Established in 2010, Shanghai CENAT New Energy is one of the leading enterprises in the industry focusing on ternary pouch type power battery, according to the announcement. It was jointly found by China Automotive Technology and Research Center and ENAX, Inc. in Japan.
The target company has a global research and development team of over 300 experts, a technical team of over 1,500 personnel and four major production bases located in Shanghai, Jiangxi, Guangxi and Jiangsu. In 2018, among its industry peers in China, it ranked top 10 in terms of installed battery capacity and top 3 in terms of pouch type power battery.

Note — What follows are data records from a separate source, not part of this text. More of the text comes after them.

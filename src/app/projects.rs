use leptos::{either::Either, prelude::*};

use crate::content::{portfolio, Icon, Project, Section};

use super::{
    homepage::{BUTTON_OUTLINE, BUTTON_PRIMARY},
    icon::IconGlyph,
    reveal::Reveal,
};

const STAGGER_MS: u32 = 100;

#[component]
pub fn ProjectsSection() -> impl IntoView {
    view! {
        <section id={Section::Projects.id()} class="py-16 px-4">
            <div class="container mx-auto">
                <h2 class="text-3xl font-bold text-center mb-12 text-foreground">"My Projects"</h2>
                <div class="grid md:grid-cols-2 lg:grid-cols-3 gap-6">
                    {portfolio()
                        .projects
                        .iter()
                        .enumerate()
                        .map(|(i, project)| {
                            view! {
                                <Reveal delay_ms={(i as u32 + 1) * STAGGER_MS}>
                                    <ProjectCard project=project.clone() />
                                </Reveal>
                            }
                        })
                        .collect_view()}
                </div>
            </div>
        </section>
    }
}

#[component]
fn ProjectCard(project: Project) -> impl IntoView {
    view! {
        <div class="group rounded-lg border hover:shadow-xl transition-shadow card-glass">
            <div class="flex flex-col space-y-1.5 p-6">
                <div class=format!(
                    "w-full h-48 bg-gradient-to-br {} rounded-lg mb-4 flex items-center justify-center",
                    project.banner,
                )>
                    <IconGlyph icon=project.icon classes=format!("w-12 h-12 {}", project.tint) />
                </div>
                <h3 class="text-2xl font-semibold leading-none tracking-tight">{project.title}</h3>
                <p class="text-sm text-muted-foreground">{project.description}</p>
            </div>
            <div class="p-6 pt-0">
                <div class="flex flex-wrap gap-2 mb-4">
                    {project
                        .tags
                        .into_iter()
                        .map(|tag| {
                            view! {
                                <span class="rounded-full px-2.5 py-0.5 text-xs font-semibold bg-secondary text-secondary-foreground">
                                    {tag}
                                </span>
                            }
                        })
                        .collect_view()}
                </div>
                <div class="flex gap-2">
                    <LinkButton
                        href=project.code_url
                        icon=Icon::Github
                        label="Code"
                        classes=BUTTON_OUTLINE
                    />
                    <LinkButton
                        href=project.demo_url
                        icon=Icon::ExternalLink
                        label="Live Demo"
                        classes=BUTTON_PRIMARY
                    />
                </div>
            </div>
        </div>
    }
}

/// A small button that becomes a link when there is somewhere to go.
#[component]
pub fn LinkButton(
    href: Option<String>,
    icon: Icon,
    #[prop(into)] label: String,
    classes: &'static str,
) -> impl IntoView {
    let class = format!("{classes} h-9 px-3 text-sm");
    match href {
        Some(href) => Either::Left(view! {
            <a href=href target="_blank" rel="noopener noreferrer" class=class>
                <IconGlyph icon />
                {label}
            </a>
        }),
        None => Either::Right(view! {
            <button type="button" class=class>
                <IconGlyph icon />
                {label}
            </button>
        }),
    }
}
mod contact;
mod footer;
mod homepage;
mod icon;
mod nav;
mod projects;
mod reveal;
mod skills;
mod toaster;

use leptos::prelude::*;
use leptos_meta::*;
use leptos_router::{components::*, path};

use crate::content::{portfolio, FAVICON_HREF};

use footer::Footer;
use homepage::HomePage;
use nav::Nav;
use toaster::{ToastViewport, Toaster};

pub fn shell(options: LeptosOptions) -> impl IntoView {
    view! {
        <!DOCTYPE html>
        <html lang="en">
            <head>
                <meta charset="utf-8" />
                <meta name="viewport" content="width=device-width, initial-scale=1" />
                <AutoReload options=options.clone() />
                <HydrationScripts options />
                <link rel="icon" type="image/svg+xml" href=FAVICON_HREF />
                <link rel="stylesheet" id="leptos" href="/pkg/portfolio-site.css" />
                <MetaTags />
            </head>
            <body class="font-sans antialiased">
                <App />
            </body>
        </html>
    }
}

#[component]
pub fn App() -> impl IntoView {
    // Provides context that manages stylesheets, titles, meta tags, etc.
    provide_meta_context();
    Toaster::provide();

    let owner = portfolio().owner.clone();

    view! {
        <Title formatter=move |title| format!("{owner} - {title}") />
        <Router>
            <div class="min-h-screen bg-background relative overflow-x-hidden">
                <div class="bg-animated-gradient" />
                <Nav />
                <main>
                    <Routes fallback=|| view! { <NotFound /> }>
                        <Route path=path!("/") view=HomePage />
                    </Routes>
                </main>
                <Footer />
            </div>
            <ToastViewport />
        </Router>
    }
}

#[component]
fn NotFound() -> impl IntoView {
    #[cfg(feature = "ssr")]
    if let Some(res) = use_context::<leptos_axum::ResponseOptions>() {
        res.set_status(http::StatusCode::NOT_FOUND);
    }

    view! {
        <Title text="Not Found" />
        <div class="pt-32 pb-16 px-4 text-center">
            <h1 class="text-3xl font-bold mb-4 text-foreground">"Page not found."</h1>
            <a href="/" class="text-primary hover:underline">
                "Back to the home page"
            </a>
        </div>
    }
}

Evergrande Health Industry Group Limited (Evergrande Health) announced on January 15 that Solution King Investments Limited (the Purchaser), a wholly-owned subsidiary of Evergrande Health, has entered into a Sale and Purchase Agreement with Kerryman Holdings Limited (the Seller), pursuant to which the Purchaser agrees to acquire, and the Seller agrees to sell the Sales Shares for a total consideration of $930 million.
The Sales Shares refers to 300 ordinary shares in the share capital of Mini Minor Limited (the Target Company), which is also the entire share capital of the Target Company. According to the announcement, the only asset of the Target Company is its 51% shareholding in NEVS, a Sweden-headquartered electric vehicle maker. This move suggests that Evergrande has controlled 51% equity in NEVS.
What’s more, Evergrande High Technology Group Co., Ltd (Evergrande High Tech), a subsidiary of China Evergrande Group, funded on January 2 a new company dubbed Evergrande Smart Charging Technology Co., Ltd, according to the information showing on China’s National Enterprise Credit Information Public System.
Involving a total registered capital of RMB100 million, the new company’s business scope extends to cover NEV charging pile, R&D of software technology as well as design, operation and other services related to charging infrastructures.
On September 23 last year, the group announced the strategic cooperation agreement with Xinjiang Guanghui Industry Investment Group Co.,Ltd (Guanghui Group), one of China’s largest car dealers. Both parties agreed to jointly develop businesses in such areas as car sales, energy, real estate and logistics, etc. Meanwhile, the deal makes Evergrande become Guanghui Group’s second-largest shareholder.